Cooper-Hewitt Online Collection

Cooper-Hewitt Online Collection is a work in progress as Cooper-Hewitt, a museum under renovation until 2014, explores what is possible with a largely undigitized but internationally significant collection, most with scant ‘art museum’ levels of metadata.

Despite the low level of metadata and imagery, Cooper-Hewitt Online Collections is a novel and useful approach that moves the field forward in new ways by overturning a number of traditional approaches.

Not only have these approaches been enthusiastically embraced by peers (see extended commentary by Suse Cairns and Paul Rowe), they have also resulted in an enormous increase in traffic to the collection (up from <2% of overall traffic to 17% as at Feb 2013).

The site is purposely minimally ‘graphic designed’ in anticipation of a larger institutional rebranding, and to enable quick roll out of new features.

Particular UX features of note include (as of Feb 2013) –

– natural language presentation and 'friendly tone' of metadata even when almost non-existent
– pretty (human readable) URLs and stable identifiers (machine readable forever-ish)
– navigation by color
– navigation by people including biographical pages enhanced full Wikipedia integration
– navigation by geography using public and open geographic identifiers (WoE IDs)
– navigation by time
random object button
– navigation by historical exhibitions including highlighting of objects we can’t show because they were loans or for other reasons.
– people concordances (‘matches’) with other institutions including V&A, MOMA, Powerhouse Museum, Indianapolis Museum of Art, Walker Art Center, Design Museum London, Library of Congress and other references such as Getty Union List of Artist Names, Wikipedia and Virtual International Authority File (VIAF). We also have ‘discordances‘ as homework lists for Wikipedians.
– experimental ‘Albers Boxes‘ mode for undigitized objects and a broader attempt to disambiguate between the different reasons for images not being available.
– Twitter integration (we were the first museum to have Twitter cards!)
– hidden easter eggs . . .
– and a lot more new stuff since we wrote this text

The site also features a suite of developer-oriented features –

– a public REST API with lots of API functions including ‘getEpitaph
oEmbed for objects and individual images
– support for machine tags including 3D models in Thingiverse and Sketchup, and 2D images in Flickr and Instagram
– Facebook Opengraph integration
– Google support

Most importantly the API has been used – Frankie Roberto built a one day working prototype, automated Tumblrs, Californian hacks, and of course we eat our own dogfood.

The metadata is open licensed under Creative Commons Zero (CC0) and hosted on Github.
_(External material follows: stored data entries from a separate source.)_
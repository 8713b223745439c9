use std::fmt;
use std::path::{Path, PathBuf};
use std::str::FromStr;

use serde::Deserialize;

use crate::error::DiffpostError;
use crate::template::PromptTemplate;

/// Environment variable holding the text-generation API key.
pub const ENV_LLM_API_KEY: &str = "LLM_API_KEY";
/// Environment variable holding the model identifier.
pub const ENV_LLM_MODEL: &str = "LLM_MODEL";
/// Environment variable selecting the text-generation wire dialect.
pub const ENV_LLM_PROVIDER: &str = "LLM_PROVIDER";
/// Environment variable overriding the text-generation endpoint.
pub const ENV_LLM_BASE_URL: &str = "LLM_BASE_URL";
/// Environment variable holding the prompt template.
pub const ENV_PROMPT_TEMPLATE: &str = "PROMPT_TEMPLATE";
/// Environment variable holding the hosting API token.
pub const ENV_GITHUB_TOKEN: &str = "GITHUB_TOKEN";
/// Environment variable pointing at the triggering event payload.
pub const ENV_GITHUB_EVENT_PATH: &str = "GITHUB_EVENT_PATH";
/// Environment variable holding `owner/name` of the repository.
pub const ENV_GITHUB_REPOSITORY: &str = "GITHUB_REPOSITORY";
/// Environment variable overriding the hosting API base URL.
pub const ENV_GITHUB_API_URL: &str = "GITHUB_API_URL";

/// Public GitHub REST endpoint.
pub const DEFAULT_GITHUB_API_URL: &str = "https://api.github.com";

/// Optional defaults loaded from `.diffpost.toml`.
///
/// Every field may be omitted; environment variables take precedence when
/// [`ActionConfig::resolve`] layers the two.
///
/// # Examples
///
/// ```
/// use diffpost_core::FileConfig;
///
/// let config = FileConfig::from_toml("[llm]\nmodel = \"gpt-4o-mini\"\n").unwrap();
/// assert_eq!(config.llm.model.as_deref(), Some("gpt-4o-mini"));
/// assert!(config.review.prompt_template.is_none());
/// ```
#[derive(Debug, Clone, Default, Deserialize)]
pub struct FileConfig {
    /// Text-generation backend defaults.
    #[serde(default)]
    pub llm: LlmFileConfig,
    /// Hosting platform defaults.
    #[serde(default)]
    pub github: GitHubFileConfig,
    /// Review prompt defaults.
    #[serde(default)]
    pub review: ReviewFileConfig,
}

impl FileConfig {
    /// Load configuration from a TOML file at `path`.
    ///
    /// # Errors
    ///
    /// Returns [`DiffpostError::Io`] if the file cannot be read, or
    /// [`DiffpostError::Toml`] if the content is not valid TOML.
    pub fn from_file(path: &Path) -> Result<Self, DiffpostError> {
        let content = std::fs::read_to_string(path)?;
        Self::from_toml(&content)
    }

    /// Parse configuration from a TOML string.
    ///
    /// # Errors
    ///
    /// Returns [`DiffpostError::Toml`] if parsing fails.
    pub fn from_toml(content: &str) -> Result<Self, DiffpostError> {
        let config: Self = toml::from_str(content)?;
        Ok(config)
    }
}

/// `[llm]` table of the config file.
#[derive(Debug, Clone, Default, Deserialize)]
pub struct LlmFileConfig {
    /// Wire dialect (`"openai"` or `"gemini"`).
    pub provider: Option<LlmProvider>,
    /// Model identifier.
    pub model: Option<String>,
    /// Custom base URL for API requests.
    pub base_url: Option<String>,
}

/// `[github]` table of the config file.
#[derive(Debug, Clone, Default, Deserialize)]
pub struct GitHubFileConfig {
    /// REST API base URL (GitHub Enterprise or a proxy).
    pub api_url: Option<String>,
}

/// `[review]` table of the config file.
#[derive(Debug, Clone, Default, Deserialize)]
pub struct ReviewFileConfig {
    /// Prompt template containing `{{DIFF}}`.
    pub prompt_template: Option<String>,
}

/// Wire dialect spoken by the text-generation backend.
///
/// # Examples
///
/// ```
/// use diffpost_core::LlmProvider;
///
/// let provider: LlmProvider = "gemini".parse().unwrap();
/// assert_eq!(provider, LlmProvider::Gemini);
/// assert_eq!(LlmProvider::default().to_string(), "openai");
/// ```
#[derive(Debug, Clone, Copy, Default, PartialEq, Eq, Deserialize)]
#[serde(rename_all = "lowercase")]
pub enum LlmProvider {
    /// OpenAI-compatible `/v1/chat/completions` (OpenAI, Ollama, vLLM, LiteLLM).
    #[default]
    #[serde(rename = "openai")]
    OpenAi,
    /// Google Gemini `generateContent`.
    Gemini,
}

impl LlmProvider {
    /// Public endpoint used when no base URL is configured.
    pub fn default_base_url(self) -> &'static str {
        match self {
            Self::OpenAi => "https://api.openai.com",
            Self::Gemini => "https://generativelanguage.googleapis.com",
        }
    }
}

impl fmt::Display for LlmProvider {
    fn fmt(&self, f: &mut fmt::Formatter<'_>) -> fmt::Result {
        match self {
            Self::OpenAi => write!(f, "openai"),
            Self::Gemini => write!(f, "gemini"),
        }
    }
}

impl FromStr for LlmProvider {
    type Err = DiffpostError;

    fn from_str(s: &str) -> Result<Self, Self::Err> {
        match s.trim().to_lowercase().as_str() {
            "openai" => Ok(Self::OpenAi),
            "gemini" => Ok(Self::Gemini),
            other => Err(DiffpostError::Config(format!(
                "unknown LLM provider '{other}', expected 'openai' or 'gemini'"
            ))),
        }
    }
}

/// A credential whose value never shows up in `Debug` output.
#[derive(Clone, PartialEq, Eq)]
pub struct Secret(String);

impl Secret {
    /// Wrap a credential value.
    pub fn new(value: impl Into<String>) -> Self {
        Self(value.into())
    }

    /// The raw credential, for building request headers.
    pub fn expose(&self) -> &str {
        &self.0
    }
}

impl fmt::Debug for Secret {
    fn fmt(&self, f: &mut fmt::Formatter<'_>) -> fmt::Result {
        f.write_str("Secret(***)")
    }
}

/// Resolved text-generation settings.
#[derive(Debug, Clone)]
pub struct LlmSettings {
    /// Wire dialect.
    pub provider: LlmProvider,
    /// Model identifier, also shown in the published comment.
    pub model: String,
    /// API key.
    pub api_key: Secret,
    /// Base URL without trailing slash.
    pub base_url: String,
}

/// Resolved hosting platform settings.
#[derive(Debug, Clone)]
pub struct GitHubSettings {
    /// API token.
    pub token: Secret,
    /// REST API base URL without trailing slash.
    pub api_url: String,
    /// Repository owner.
    pub owner: String,
    /// Repository name.
    pub repo: String,
}

/// Everything a run needs, validated once at process start.
///
/// No component reads process state on its own; this value is passed in.
#[derive(Debug, Clone)]
pub struct ActionConfig {
    /// Text-generation backend.
    pub llm: LlmSettings,
    /// Hosting platform.
    pub github: GitHubSettings,
    /// Path of the triggering event payload.
    pub event_path: PathBuf,
    /// Prompt template, guaranteed to contain the diff placeholder.
    pub prompt_template: PromptTemplate,
}

impl ActionConfig {
    /// Layer `env` over `file` and validate the result.
    ///
    /// `env` is called with variable names such as [`ENV_LLM_API_KEY`]; blank
    /// values are treated as unset.
    ///
    /// # Errors
    ///
    /// Returns [`DiffpostError::Config`] naming the first missing or invalid
    /// input. Nothing has touched the network when this fails.
    ///
    /// # Examples
    ///
    /// ```
    /// use std::collections::HashMap;
    /// use diffpost_core::{ActionConfig, FileConfig};
    ///
    /// let env: HashMap<&str, &str> = HashMap::from([
    ///     ("LLM_API_KEY", "sk-test"),
    ///     ("LLM_MODEL", "gpt-4o"),
    ///     ("PROMPT_TEMPLATE", "Review:\n{{DIFF}}"),
    ///     ("GITHUB_TOKEN", "ghs_test"),
    ///     ("GITHUB_EVENT_PATH", "/tmp/event.json"),
    ///     ("GITHUB_REPOSITORY", "octocat/hello-world"),
    /// ]);
    /// let config = ActionConfig::resolve(&FileConfig::default(), |k| {
    ///     env.get(k).map(|v| v.to_string())
    /// })
    /// .unwrap();
    /// assert_eq!(config.github.owner, "octocat");
    /// assert_eq!(config.github.api_url, "https://api.github.com");
    /// ```
    pub fn resolve<F>(file: &FileConfig, env: F) -> Result<Self, DiffpostError>
    where
        F: Fn(&str) -> Option<String>,
    {
        let lookup = |key: &str| env(key).filter(|v| !v.trim().is_empty());

        let api_key = lookup(ENV_LLM_API_KEY).ok_or_else(|| missing(ENV_LLM_API_KEY))?;
        let model = lookup(ENV_LLM_MODEL)
            .or_else(|| non_blank(file.llm.model.as_deref()))
            .ok_or_else(|| missing(ENV_LLM_MODEL))?;
        let provider = match lookup(ENV_LLM_PROVIDER) {
            Some(raw) => raw.parse()?,
            None => file.llm.provider.unwrap_or_default(),
        };
        let base_url = lookup(ENV_LLM_BASE_URL)
            .or_else(|| non_blank(file.llm.base_url.as_deref()))
            .unwrap_or_else(|| provider.default_base_url().to_string());

        let raw_template = lookup(ENV_PROMPT_TEMPLATE)
            .or_else(|| non_blank(file.review.prompt_template.as_deref()))
            .ok_or_else(|| missing(ENV_PROMPT_TEMPLATE))?;
        let prompt_template = PromptTemplate::parse(&raw_template)?;

        let token = lookup(ENV_GITHUB_TOKEN).ok_or_else(|| missing(ENV_GITHUB_TOKEN))?;
        let event_path = lookup(ENV_GITHUB_EVENT_PATH)
            .map(PathBuf::from)
            .ok_or_else(|| missing(ENV_GITHUB_EVENT_PATH))?;
        let full_name =
            lookup(ENV_GITHUB_REPOSITORY).ok_or_else(|| missing(ENV_GITHUB_REPOSITORY))?;
        let (owner, repo) = parse_repository(&full_name)?;
        let api_url = lookup(ENV_GITHUB_API_URL)
            .or_else(|| non_blank(file.github.api_url.as_deref()))
            .unwrap_or_else(|| DEFAULT_GITHUB_API_URL.to_string());

        Ok(Self {
            llm: LlmSettings {
                provider,
                model: model.trim().to_string(),
                api_key: Secret::new(api_key),
                base_url: base_url.trim_end_matches('/').to_string(),
            },
            github: GitHubSettings {
                token: Secret::new(token),
                api_url: api_url.trim_end_matches('/').to_string(),
                owner,
                repo,
            },
            event_path,
            prompt_template,
        })
    }
}

fn missing(var: &str) -> DiffpostError {
    DiffpostError::Config(format!("{var} is not set"))
}

fn non_blank(value: Option<&str>) -> Option<String> {
    value
        .filter(|v| !v.trim().is_empty())
        .map(str::to_string)
}

/// Split a repository full name (`owner/name`) into its components.
///
/// # Errors
///
/// Returns [`DiffpostError::Config`] if the format is invalid.
///
/// # Examples
///
/// ```
/// use diffpost_core::parse_repository;
///
/// let (owner, repo) = parse_repository("octocat/hello-world").unwrap();
/// assert_eq!(owner, "octocat");
/// assert_eq!(repo, "hello-world");
/// assert!(parse_repository("hello-world").is_err());
/// ```
pub fn parse_repository(full_name: &str) -> Result<(String, String), DiffpostError> {
    let invalid = || {
        DiffpostError::Config(format!(
            "invalid {ENV_GITHUB_REPOSITORY} '{full_name}', expected owner/name"
        ))
    };
    let (owner, repo) = full_name.trim().split_once('/').ok_or_else(invalid)?;
    if owner.is_empty() || repo.is_empty() || repo.contains('/') {
        return Err(invalid());
    }
    Ok((owner.to_string(), repo.to_string()))
}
Whenever possible the core tools to build the site have also been open-sourced for use by other institutions.

More broadly the site –

– puts the museum properly ‘on the Network’ and was built in-house (with no external expenditure) as a means to help ‘instituionalize the Network’
– asserts the value of even incomplete object records in the face of falling public funding for digitization and culture in general
– communicates to the public that the museum is human and fallible, just like them
– we are being forced to accept the fact that our collections are becoming “alive”. Or at least they are assuming the plausible illusion of being alive.
– is aimed at both scholars and casual visitors, and increasingly machines and robots that inhabit the web to make meaning (good) and nastier spam (bad).
– embraces the value of humour (yes, with a U)
– oh, and, we have a Roomba and an awesome 404 page.